§ **GIVEN RECORDS**:
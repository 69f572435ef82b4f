//! Input validation performed before a file is opened for aggregation.

use crate::error::{RbrcError, Result};
use std::fs::File;
use std::io::ErrorKind;
use std::path::Path;

/// Validate that a path points at a readable regular file
///
/// # Validations Performed
/// - Path exists
/// - Path is a regular file (not a directory or device)
/// - File can be opened for reading by the current process
///
/// An empty file passes validation: it aggregates to an empty summary.
pub fn validate_input_path(path: &Path) -> Result<()> {
    let metadata = std::fs::metadata(path).map_err(|e| match e.kind() {
        ErrorKind::NotFound => RbrcError::FileNotFound {
            path: path.to_path_buf(),
        },
        ErrorKind::PermissionDenied => RbrcError::PermissionDenied {
            path: path.to_path_buf(),
        },
        _ => RbrcError::file_error(
            format!("Failed to read metadata: {}", path.display()),
            e,
        ),
    })?;

    if !metadata.is_file() {
        return Err(RbrcError::NotAFile {
            path: path.to_path_buf(),
        });
    }

    // Verify read permissions up front so the error names the path
    File::open(path).map_err(|e| match e.kind() {
        ErrorKind::PermissionDenied => RbrcError::PermissionDenied {
            path: path.to_path_buf(),
        },
        _ => RbrcError::file_error(
            format!("Cannot open file for reading: {}", path.display()),
            e,
        ),
    })?;

    Ok(())
}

§ **WORK REQUIRED**: Each line of the material with the word "Result" in it should be listed.

§ **OUTPUT**:
use crate::error::{RbrcError, Result};
pub fn validate_input_path(path: &Path) -> Result<()> {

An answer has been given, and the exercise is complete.